The final enzyme of the pathway, PS catalyses the ATP-dependent condensation of pantoate and β-alanine, generating pantothenate. The E. coli panC mutant was used in an attempt to identify the panC gene in a number of plant cDNA libraries. Functional complementation of the auxotroph proved successful when screening the Lotus japonicus cDNA library [13]. Lotus panC encoded a peptide sequence of 308 amino acids. An EST (expressed sequence tag) from rice (Oryza sativum), showing similarity to the E. coli panC, encoded a 313 amino acid peptide. Neither of the plant enzymes had an N-terminal extension compared with the bacterial enzyme, but there was a 20–30 amino acid insertion in the middle, which corresponds to a region near the dimer interface of the E. coli PS structure [14]. Overexpression and purification of recombinant Lotus PS allowed kinetic characterization of the enzyme [15]. Normal saturation kinetics was observed for β-alanine, whereas pantoate concentrations above 0.5 mM showed inhibition of the activity of the enzyme; the enzyme from E. coli has normal saturation kinetics for both substrates. In contrast, the Lotus enzyme is not inhibited by its product [15].

After the release of the genome sequence by the Arabidopsis Genome Initiative, the panC gene was identified and was cloned from an Arabidopsis cDNA library. It was established to encode a functional protein by complementation of the E. coli panC mutant.

β-Alanine synthesis

In E. coli, β-alanine is synthesized from L-aspartate via a decarboxylation reaction catalysed by ADC (aspartate decarboxylase); however, no homologues of ADC were found in the Arabidopsis genome by BLAST searching. Furthermore, functional complementation of the E. coli panD mutant DM 3498 using an Arabidopsis cDNA expression library resulted in no positive clones. An alternative method was used to determine whether ADC is encoded in the Arabidopsis genome. FUGUE is a novel search approach, which compares the query sequence to a database of proteins with solved crystal structures [15]. Reverse-FUGUE can also be performed whereby a solved crystal structure can be used as the query to search a specific predicted proteome. The structures of all the E. coli pantothenate biosynthesis enzymes were used in a reverse-FUGUE search of the annotated Arabidopsis proteome. Despite identifying the two genes for KPHMT and the single gene for PS, no convincing hit for ADC was obtained. Furthermore, no ADC homologue was identified in Saccharomyces cerevisiae by this approach, indicating that the gene may not have traversed the prokaryotic–eukaryotic border [11]. Instead, like other eukaryotes, it is likely that plants have alternative methods by which β-alanine is produced. In yeast, β-alanine for pantothenate biosynthesis appears to come from the polyamine spermine [16]. The degradation of uracil and thymine to produce CO2, NH3, β-alanine and γ-aminoisobutyrate has been shown to occur in seedlings of oil seed rape [17] and a gene for one of the enzymes in maize has been characterized [18]. An alternative method of β-alanine production, from 3-oxopropanoate, may be involved in pantothenate production, after the identification of β-alanine aminotransferase in Arabidopsis [19]. It is still unclear if any of these methods play a role in the production of β-alanine specifically for use in the pantothenate pathway. Furthermore Arabidopsis can survive without the ability to make spermine [20]. A more detailed explanation of sources of β-alanine in plants can be found in the review by Raman and Rathinasabapath [21].

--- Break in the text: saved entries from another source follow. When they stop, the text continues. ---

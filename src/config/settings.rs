// Copyright 2025 Kirky.X
//
// Licensed under the Apache License, Version 2.0 (the "License");
// you may not use this file except in compliance with the License.
// You may obtain a copy of the License at
//
//     http://www.apache.org/licenses/LICENSE-2.0
//
// Unless required by applicable law or agreed to in writing, software
// distributed under the License is distributed on an "AS IS" BASIS,
// WITHOUT WARRANTIES OR CONDITIONS OF ANY KIND, either express or implied.
// See the License for the specific language governing permissions and
// limitations under the License.

use crate::domain::models::classification::SignalConfig;
use config::{Config, ConfigError, Environment, File, Map};
use serde::Deserialize;
use std::time::Duration;

/// 应用程序配置设置
///
/// 包含数据库、扫描器、信号列表和指标等所有配置项
#[derive(Debug, Clone, Deserialize)]
pub struct Settings {
    /// 数据库配置
    pub database: DatabaseSettings,
    /// 扫描器配置
    pub scanner: ScannerSettings,
    /// 信号列表配置
    pub signals: SignalSettings,
    /// 指标配置
    pub metrics: MetricsSettings,
}

/// 数据库配置设置
///
/// 可以直接给出 `url`，也可以给出主机、端口、账号和库名由程序拼接。
#[derive(Debug, Clone, Default, Deserialize)]
pub struct DatabaseSettings {
    /// 数据库连接URL
    pub url: Option<String>,
    /// 主机
    pub host: Option<String>,
    /// 端口
    pub port: Option<u16>,
    /// 用户名
    pub user: Option<String>,
    /// 密码
    pub password: Option<String>,
    /// 库名
    pub name: Option<String>,
    /// 最大连接数
    pub max_connections: Option<u32>,
    /// 最小连接数
    pub min_connections: Option<u32>,
    /// 连接超时时间（秒）
    pub connect_timeout: Option<u64>,
    /// 空闲连接超时时间（秒）
    pub idle_timeout: Option<u64>,
    /// 启动时是否执行迁移，既有表只会补齐缺失的列
    #[serde(default)]
    pub run_migrations: bool,
}

/// 扫描器配置设置
#[derive(Debug, Clone, Deserialize)]
pub struct ScannerSettings {
    /// 每轮认领数量，同时也是并发上限
    pub batch_size: usize,
    /// 没有待处理记录时的等待时间（秒）
    pub idle_interval_secs: u64,
    /// 单次抓取超时时间（秒）
    pub fetch_timeout_secs: u64,
    /// 抓取使用的 User-Agent
    pub user_agent: String,
    /// 启动时把处理时间超过该值的 InProgress 记录重置为 Pending（秒）
    pub reset_stale_after_secs: Option<u64>,
}

/// 信号列表配置设置
#[derive(Debug, Clone, Default, Deserialize)]
pub struct SignalSettings {
    /// 框架信号
    #[serde(default)]
    pub frameworks: Vec<String>,
    /// 客服系统信号
    #[serde(default)]
    pub help_desks: Vec<String>,
}

/// 指标配置设置
#[derive(Debug, Clone, Deserialize)]
pub struct MetricsSettings {
    /// 是否启动 Prometheus 导出器
    pub enabled: bool,
    /// 导出器监听地址
    pub listen_addr: String,
}

const LEGACY_ENV_KEYS: &[(&str, &str)] = &[
    ("DB_HOST", "SIGNALSCAN__DATABASE__HOST"),
    ("DB_PORT", "SIGNALSCAN__DATABASE__PORT"),
    ("DB_USER", "SIGNALSCAN__DATABASE__USER"),
    ("DB_PASSWORD", "SIGNALSCAN__DATABASE__PASSWORD"),
    ("DB_NAME", "SIGNALSCAN__DATABASE__NAME"),
    ("MAX_CONCURRENT_TASKS", "SIGNALSCAN__SCANNER__BATCH_SIZE"),
    ("FRAMEWORKS", "SIGNALSCAN__SIGNALS__FRAMEWORKS"),
    ("HELP_DESKS", "SIGNALSCAN__SIGNALS__HELP_DESKS"),
];

/// 配置错误
#[derive(Debug, thiserror::Error)]
pub enum SettingsError {
    /// 加载或反序列化失败
    #[error("Failed to load configuration: {0}")]
    Load(#[from] ConfigError),
    /// 配置值不合法
    #[error("Invalid configuration: {0}")]
    Invalid(String),
}

impl Settings {
    /// 创建新的配置实例
    ///
    /// 依次合并内置默认值、`config/default.toml`、`config/{APP_ENVIRONMENT}.toml`
    /// 和以 `SIGNALSCAN` 为前缀的环境变量，然后校验。
    ///
    /// # Returns
    ///
    /// * `Ok(Settings)` - 成功加载的配置
    /// * `Err(SettingsError)` - 配置加载或校验失败
    pub fn new() -> Result<Self, SettingsError> {
        let env = std::env::var("APP_ENVIRONMENT").unwrap_or_else(|_| "default".to_string());
        let builder = Self::defaults()?
            .add_source(File::with_name("config/default").required(false))
            .add_source(File::with_name(&format!("config/{}", env)).required(false))
            .add_source(Self::legacy_environment(std::env::vars()))
            .add_source(Self::environment());

        Self::from_config(builder.build()?)
    }

    /// 内置默认值
    pub fn defaults() -> Result<config::ConfigBuilder<config::builder::DefaultState>, ConfigError> {
        Config::builder()
            // Default DB pool settings
            .set_default("database.max_connections", 10)?
            .set_default("database.min_connections", 1)?
            .set_default("database.connect_timeout", 10)?
            .set_default("database.idle_timeout", 300)?
            .set_default("database.run_migrations", true)?
            // Default scanner settings
            .set_default("scanner.batch_size", SignalConfig::DEFAULT_BATCH_SIZE as u64)?
            .set_default("scanner.idle_interval_secs", 10)?
            .set_default("scanner.fetch_timeout_secs", 30)?
            .set_default(
                "scanner.user_agent",
                crate::engines::reqwest_engine::DEFAULT_USER_AGENT,
            )?
            // Signal lists are empty unless configured
            .set_default("signals.frameworks", Vec::<String>::new())?
            .set_default("signals.help_desks", Vec::<String>::new())?
            // Default metrics settings
            .set_default("metrics.enabled", false)?
            .set_default("metrics.listen_addr", "0.0.0.0:9000")
    }

    /// 环境变量来源
    ///
    /// 例如 `SIGNALSCAN__SCANNER__BATCH_SIZE=8`，
    /// 列表用逗号分隔：`SIGNALSCAN__SIGNALS__FRAMEWORKS=react,vue`。
    pub fn environment() -> Environment {
        Environment::with_prefix("SIGNALSCAN")
            .prefix_separator("__")
            .separator("__")
            .list_separator(",")
            .with_list_parse_key("signals.frameworks")
            .with_list_parse_key("signals.help_desks")
            .try_parsing(true)
    }

    /// 旧部署使用的环境变量
    ///
    /// `DB_HOST`、`FRAMEWORKS`、`MAX_CONCURRENT_TASKS` 等名称被映射到对应的配置键，
    /// 优先级低于 `SIGNALSCAN__*` 变量。空值会被忽略。
    pub fn legacy_environment(vars: impl IntoIterator<Item = (String, String)>) -> Environment {
        let map: Map<String, String> = vars
            .into_iter()
            .filter(|(_, value)| !value.trim().is_empty())
            .filter_map(|(name, value)| {
                LEGACY_ENV_KEYS
                    .iter()
                    .find(|(legacy, _)| *legacy == name)
                    .map(|(_, key)| (key.to_string(), value))
            })
            .collect();

        Self::environment().source(Some(map))
    }

    /// 反序列化并校验
    pub fn from_config(config: Config) -> Result<Self, SettingsError> {
        let settings: Settings = config.try_deserialize()?;
        settings.validate()?;
        Ok(settings)
    }

    fn validate(&self) -> Result<(), SettingsError> {
        if self.scanner.batch_size == 0 {
            return Err(SettingsError::Invalid(
                "scanner.batch_size must be greater than zero".to_string(),
            ));
        }
        if self.scanner.fetch_timeout_secs == 0 {
            return Err(SettingsError::Invalid(
                "scanner.fetch_timeout_secs must be greater than zero".to_string(),
            ));
        }
        self.database.connection_url()?;
        Ok(())
    }

    /// 信号配置
    pub fn signal_config(&self) -> SignalConfig {
        SignalConfig::new(
            self.signals.frameworks.clone(),
            self.signals.help_desks.clone(),
            self.scanner.batch_size,
        )
    }
}

impl ScannerSettings {
    pub fn idle_interval(&self) -> Duration {
        Duration::from_secs(self.idle_interval_secs)
    }

    pub fn fetch_timeout(&self) -> Duration {
        Duration::from_secs(self.fetch_timeout_secs)
    }
}

impl DatabaseSettings {
    /// 数据库连接URL
    ///
    /// 优先使用 `url`；否则用 host/port/user/password/name 拼接 MySQL URL。
    pub fn connection_url(&self) -> Result<String, SettingsError> {
        if let Some(url) = self.url.as_deref().filter(|u| !u.trim().is_empty()) {
            return Ok(url.to_string());
        }

        let (host, name) = match (self.host.as_deref(), self.name.as_deref()) {
            (Some(host), Some(name)) => (host, name),
            _ => {
                return Err(SettingsError::Invalid(
                    "database.url or database.host and database.name must be set".to_string(),
                ))
            }
        };

        let credentials = match (self.user.as_deref(), self.password.as_deref()) {
            (Some(user), Some(password)) => format!(
                "{}:{}@",
                urlencoding::encode(user),
                urlencoding::encode(password)
            ),
            (Some(user), None) => format!("{}@", urlencoding::encode(user)),
            _ => String::new(),
        };

        Ok(format!(
            "mysql://{}{}:{}/{}",
            credentials,
            host,
            self.port.unwrap_or(3306),
            name
        ))
    }
}

#[cfg(test)]
#[path = "settings_test.rs"]
mod tests;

Owing to the identification of the first and final enzymes of the pantothenate pathway in the Arabidopsis proteome, it is inferred that the intermediate enzyme KPR is also present. Attempts were made to identify KPR by BLAST searches of the Arabidopsis genome, using the E. coli panE sequence as the query, but no homologue was found. Since sequence similarity in panE between micro-organisms is poor, failure to find a homologue of a plant sequence using a microbial sequence might not be surprising. Furthermore, there is another enzyme, acetohydroxy acid isomeroreductase (AHIR), encoded by ilvC, which is able to reduce ketopantoate to pantoate [22]. It is unlikely to be involved in pantothenate biosynthesis in E. coli, since it can only compensate for a panE mutation when it is overexpressed, but it is possible that in plants it may play a role. Nevertheless, reverse-FUGUE identified a possible homologue of panE in Arabidopsis. The protein has a putative nucleotide-binding motif and the conserved Ser244 thought to be important in the binding of ketopantoate, although the glutamate associated with catalytic activity of the enzyme was not conserved [11]. The veracity of this protein being KPR requires further investigation, and will be facilitated by the generation of an ilvC panE mutant of Salmonella typhimurium [23]. Work is currently underway to test whether the Arabidopsis gene can rescue the mutant, and to screen plant cDNA libraries for additional clones that can complement the auxotrophy.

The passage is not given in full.